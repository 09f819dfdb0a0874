//! Football match outcome forecasting: team ratings, scoreline distributions, in-play
//! adjustment and market probabilities.

pub mod calibration;
pub mod confidence;
pub mod config;
pub mod context;
pub mod elo;
pub mod league_baseline;
pub mod markets;
pub mod markov;
pub mod projection;
pub mod rating_store;
pub mod scoreline;
pub mod snapshot;
pub mod strength;

pub use calibration::{OutcomeCalibrator, Prob3};
pub use config::EngineConfig;
pub use projection::{
    Fixture, ForecastEngine, MatchProjection, ProjectionRequest, project_match_outcome,
};
pub use rating_store::RatingStore;
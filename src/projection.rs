use std::sync::Arc;

use serde::{Deserialize, Serialize};
use tracing::debug;

use crate::calibration::{
    CalibrationMeta, OutcomeCalibrator, Prob3, calibrate_match_probabilities, load_calibrator,
};
use crate::config::EngineConfig;
use crate::confidence::{self, LAMBDA_SCALES, OutcomeIntervals};
use crate::context::{
    ContextAdjustments, MatchContext, adjust_lambdas_at_halftime, adjust_lambdas_context,
    apply_context_adjustments,
};
use crate::elo::{DEFAULT_RATING, RatingUpdate};
use crate::league_baseline::{StandingsRow, compute_league_baseline};
use crate::markets::{
    DefenseProfile, MarketBook, ScorelineTip, market_book, shift_matrix, top_scorelines,
};
use crate::markov::{HorizonOutlook, MarkovContext, goal_prob_horizon};
use crate::rating_store::RatingStore;
use crate::scoreline::{CacheStats, ScoreModel, ScorelineCache, ScorelineMatrix};
use crate::snapshot::{HALF_MINUTES, LiveSnapshot, MatchPhase, REGULATION_MINUTES, Side};
use crate::strength::{
    SideInputs, TeamStrength, clamp_lambda, compute_strength_pair, find_standing,
};

#[derive(Debug, Clone, PartialEq, Serialize, Deserialize)]
pub struct Fixture {
    pub home_id: u32,
    pub home_name: String,
    pub away_id: u32,
    pub away_name: String,
    #[serde(default)]
    pub league: Option<String>,
    #[serde(default)]
    pub kickoff: Option<String>,
}

#[derive(Debug, Clone, PartialEq, Serialize, Deserialize)]
pub struct ProjectionRequest {
    pub fixture: Fixture,
    #[serde(default)]
    pub standings: Vec<StandingsRow>,
    #[serde(default)]
    pub context: MatchContext,
    #[serde(default)]
    pub live: Option<LiveSnapshot>,
    #[serde(default)]
    pub with_interval: bool,
    #[serde(default)]
    pub include_matrix: bool,
}

impl ProjectionRequest {
    pub fn pre_match(fixture: Fixture, standings: Vec<StandingsRow>) -> Self {
        Self {
            fixture,
            standings,
            context: MatchContext::default(),
            live: None,
            with_interval: false,
            include_matrix: false,
        }
    }

    pub fn phase(&self) -> MatchPhase {
        self.live
            .as_ref()
            .map(LiveSnapshot::phase)
            .unwrap_or(MatchPhase::PreMatch)
    }
}

#[derive(Debug, Clone, PartialEq, Serialize, Deserialize)]
pub struct MatchProjection {
    pub fixture: Fixture,
    pub phase: MatchPhase,
    pub probabilities: Prob3,
    pub raw_probabilities: Prob3,
    pub markets: MarketBook,
    pub top_scorelines: Vec<ScorelineTip>,
    #[serde(default, skip_serializing_if = "Option::is_none")]
    pub matrix: Option<ScorelineMatrix>,
    /// Goal expectancy the table was built from: full match pre-match, remaining time when live.
    pub lambda_home: f64,
    pub lambda_away: f64,
    pub home: TeamStrength,
    pub away: TeamStrength,
    pub adjustments: ContextAdjustments,
    #[serde(default, skip_serializing_if = "Option::is_none")]
    pub horizon: Option<HorizonOutlook>,
    #[serde(default, skip_serializing_if = "Option::is_none")]
    pub intervals: Option<OutcomeIntervals>,
    pub model: ScoreModel,
    pub calibrator: String,
}

/// One pass of the pipeline for a given lambda scale.
#[derive(Debug, Clone)]
pub(crate) struct Evaluation {
    pub phase: MatchPhase,
    pub raw: Prob3,
    pub probabilities: Prob3,
    pub book: MarketBook,
    pub matrix: Arc<ScorelineMatrix>,
    pub lambda_home: f64,
    pub lambda_away: f64,
    pub home: TeamStrength,
    pub away: TeamStrength,
    pub adjustments: ContextAdjustments,
    pub horizon: Option<HorizonOutlook>,
}

/// Owns the rating store, calibrator and scoreline cache shared by every projection.
pub struct ForecastEngine {
    config: EngineConfig,
    ratings: Arc<RatingStore>,
    calibrator: Box<dyn OutcomeCalibrator>,
    cache: ScorelineCache,
}

impl ForecastEngine {
    pub fn new(
        config: EngineConfig,
        ratings: Arc<RatingStore>,
        calibrator: Box<dyn OutcomeCalibrator>,
    ) -> Self {
        let cache = ScorelineCache::new(config.cache_capacity);
        Self {
            config,
            ratings,
            calibrator,
            cache,
        }
    }

    pub fn from_config(config: EngineConfig) -> Self {
        let ratings = match config.ratings_path.as_ref() {
            Some(path) => RatingStore::open(path.clone()),
            None => RatingStore::in_memory(),
        };
        let calibrator = load_calibrator(config.calibration_path.as_deref());
        Self::new(config, ratings.shared(), calibrator)
    }

    pub fn config(&self) -> &EngineConfig {
        &self.config
    }

    pub fn ratings(&self) -> &RatingStore {
        &self.ratings
    }

    pub fn calibrator_name(&self) -> &str {
        self.calibrator.name()
    }

    pub fn cache_stats(&self) -> CacheStats {
        self.cache.stats()
    }

    pub fn record_result(
        &self,
        home_id: u32,
        away_id: u32,
        goals_home: u8,
        goals_away: u8,
        season: Option<&str>,
    ) -> RatingUpdate {
        self.ratings.update_match(
            home_id,
            away_id,
            goals_home,
            goals_away,
            season,
            self.config.k_factor,
        )
    }

    pub fn project_match_outcome(&self, request: &ProjectionRequest) -> MatchProjection {
        let eval = self.evaluate(request, 1.0);

        let intervals = (request.with_interval && eval.phase != MatchPhase::Finished).then(|| {
            let scenarios: Vec<Prob3> = LAMBDA_SCALES
                .iter()
                .map(|scale| self.evaluate(request, *scale).probabilities)
                .collect();
            confidence::interval_from_scenarios(eval.probabilities, &scenarios)
        });

        let fixture = &request.fixture;
        let top = top_scorelines(
            &eval.matrix,
            &fixture.home_name,
            &fixture.away_name,
            self.config.top_scorelines,
        );
        let matrix = (request.include_matrix && eval.phase != MatchPhase::Finished)
            .then(|| eval.matrix.as_ref().clone());

        debug!(
            home = %fixture.home_name,
            away = %fixture.away_name,
            phase = ?eval.phase,
            p_home = eval.probabilities.home,
            p_draw = eval.probabilities.draw,
            p_away = eval.probabilities.away,
            "match projected"
        );

        MatchProjection {
            fixture: fixture.clone(),
            phase: eval.phase,
            probabilities: eval.probabilities,
            raw_probabilities: eval.raw,
            markets: eval.book,
            top_scorelines: top,
            matrix,
            lambda_home: eval.lambda_home,
            lambda_away: eval.lambda_away,
            home: eval.home,
            away: eval.away,
            adjustments: eval.adjustments,
            horizon: eval.horizon,
            intervals,
            model: self.config.model,
            calibrator: self.calibrator.name().to_string(),
        }
    }

    /// Strength, context, distribution, markets and calibration with both pre-context
    /// lambdas multiplied by `lambda_scale`.
    pub(crate) fn evaluate(&self, request: &ProjectionRequest, lambda_scale: f64) -> Evaluation {
        let fixture = &request.fixture;
        let baseline = compute_league_baseline(&request.standings);
        let home_row = find_standing(&request.standings, fixture.home_id);
        let away_row = find_standing(&request.standings, fixture.away_id);

        let elo_home = self
            .ratings
            .get_rating(fixture.home_id, Some(&fixture.home_name), DEFAULT_RATING);
        let elo_away = self
            .ratings
            .get_rating(fixture.away_id, Some(&fixture.away_name), DEFAULT_RATING);

        let (mut home, mut away) = compute_strength_pair(
            SideInputs {
                team_id: fixture.home_id,
                name: &fixture.home_name,
                standings: home_row,
                elo: elo_home,
            },
            SideInputs {
                team_id: fixture.away_id,
                name: &fixture.away_name,
                standings: away_row,
                elo: elo_away,
            },
            &baseline,
            self.config.home_advantage,
        );
        if lambda_scale != 1.0 {
            let note = format!("lambda scenario x{lambda_scale:.2}");
            home = home.scaled(lambda_scale, note.clone());
            away = away.scaled(lambda_scale, note);
        }

        let phase = request.phase();
        let live = request.live.as_ref().filter(|_| phase.is_live());
        let adjusted = apply_context_adjustments(&home, &away, &request.context, live);
        // Pre-match context only; the half-time signal is judged against these rates.
        let (context_home, context_away, _) =
            adjust_lambdas_context(home.lambda, away.lambda, &request.context);
        let (mut home, mut away, mut adjustments) =
            (adjusted.home, adjusted.away, adjusted.adjustments);

        let defense = match (home_row, away_row) {
            (Some(_), Some(_)) => Some(DefenseProfile {
                home_defense: home.defense,
                away_defense: away.defense,
                league_defense: baseline.avg_defense,
            }),
            _ => None,
        };

        let max_goals = self.config.max_goals;
        let model = self.config.model;

        if phase == MatchPhase::Finished {
            let snapshot = request.live.as_ref();
            let gh = snapshot.map(|s| s.score_home as usize).unwrap_or(0);
            let ga = snapshot.map(|s| s.score_away as usize).unwrap_or(0);
            let mut point = ScorelineMatrix::zeros(0);
            point.set(0, 0, 1.0);
            let matrix = shift_matrix(&point, gh, ga);
            let book = market_book(&matrix, None, None);
            let s = book.summary;
            let probs = Prob3 {
                home: s.home,
                draw: s.draw,
                away: s.away,
            };
            return Evaluation {
                phase,
                raw: probs,
                probabilities: probs,
                book,
                matrix: Arc::new(matrix),
                lambda_home: 0.0,
                lambda_away: 0.0,
                home,
                away,
                adjustments,
                horizon: None,
            };
        }

        let (matrix, lambda_home, lambda_away, horizon, halves) = match live {
            None => {
                let lh = home.lambda;
                let la = away.lambda;
                let full = self.cache.matrix(lh, la, max_goals, model);
                let half = self.cache.matrix(lh / 2.0, la / 2.0, max_goals, model);
                (full, lh, la, None, Some(half))
            }
            Some(snapshot) => {
                let (rate_home, rate_away, remaining_home, remaining_away) =
                    if phase == MatchPhase::FirstHalf {
                        let frac = snapshot.remaining_fraction();
                        (home.lambda, away.lambda, home.lambda * frac, away.lambda * frac)
                    } else {
                        let (second_home, second_away, ht) =
                            adjust_lambdas_at_halftime(context_home, context_away, snapshot);
                        // Red cards and injuries keep their effect on the re-estimated rates.
                        let rate_home =
                            clamp_lambda(second_home * 2.0 * home.lambda / context_home);
                        let rate_away =
                            clamp_lambda(second_away * 2.0 * away.lambda / context_away);
                        home = home.with_lambda(rate_home);
                        away = away.with_lambda(rate_away);
                        home.notes.extend(ht.notes_for(Side::Home).iter().cloned());
                        away.notes.extend(ht.notes_for(Side::Away).iter().cloned());
                        adjustments.merge(ht);
                        let left = second_half_left(snapshot);
                        (
                            rate_home,
                            rate_away,
                            rate_home / 2.0 * left,
                            rate_away / 2.0 * left,
                        )
                    };

                let ctx = MarkovContext {
                    score_diff: snapshot.score_diff(),
                    red_cards_home: snapshot.red_cards(Side::Home),
                    red_cards_away: snapshot.red_cards(Side::Away),
                    pressure: snapshot.pressure_score(),
                    elapsed_minutes: snapshot.elapsed_minute() as f64,
                };
                let outlook = goal_prob_horizon(
                    rate_home,
                    rate_away,
                    &ctx,
                    self.config.horizon_secs,
                    &self.config.markov,
                );
                let lh = remaining_home * outlook.factor_home;
                let la = remaining_away * outlook.factor_away;
                debug!(
                    minute = snapshot.elapsed_minute(),
                    factor_home = outlook.factor_home,
                    factor_away = outlook.factor_away,
                    lh,
                    la,
                    "live remaining-time rates"
                );

                let remaining = self.cache.matrix(lh, la, max_goals, model);
                let shifted = shift_matrix(
                    &remaining,
                    snapshot.score_home as usize,
                    snapshot.score_away as usize,
                );
                (Arc::new(shifted), lh, la, Some(outlook), None)
            }
        };

        let book = match halves.as_ref() {
            Some(half) => market_book(
                &matrix,
                defense.as_ref(),
                Some((half.as_ref(), half.as_ref())),
            ),
            None => market_book(&matrix, defense.as_ref(), None),
        };
        let s = book.summary;
        let raw = Prob3 {
            home: s.home,
            draw: s.draw,
            away: s.away,
        }
        .normalized()
        .unwrap_or_else(Prob3::uniform);

        let meta = CalibrationMeta {
            lambda_home,
            lambda_away,
            elo_home,
            elo_away,
            pressure: live.map(LiveSnapshot::pressure_score).unwrap_or(0.5),
            intensity: live.map(LiveSnapshot::intensity_score).unwrap_or(0.0),
        };
        let probabilities = calibrate_match_probabilities(self.calibrator.as_ref(), raw, &s, &meta);

        Evaluation {
            phase,
            raw,
            probabilities,
            book,
            matrix,
            lambda_home,
            lambda_away,
            home,
            away,
            adjustments,
            horizon,
        }
    }
}

/// Free-function entry point over an engine.
pub fn project_match_outcome(
    engine: &ForecastEngine,
    request: &ProjectionRequest,
) -> MatchProjection {
    engine.project_match_outcome(request)
}

/// Share of the second half still to play; 1.0 at the interval.
fn second_half_left(snapshot: &LiveSnapshot) -> f64 {
    let elapsed = snapshot.elapsed_minute().max(HALF_MINUTES);
    REGULATION_MINUTES.saturating_sub(elapsed) as f64 / HALF_MINUTES as f64
}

::::::::::

From the line holding "REGULATION_MINUTES.saturating_sub(elapsed) as f64" down to the last line of the records above, restate each line exactly as written.

■ Response to the task ■
    REGULATION_MINUTES.saturating_sub(elapsed) as f64 / HALF_MINUTES as f64
}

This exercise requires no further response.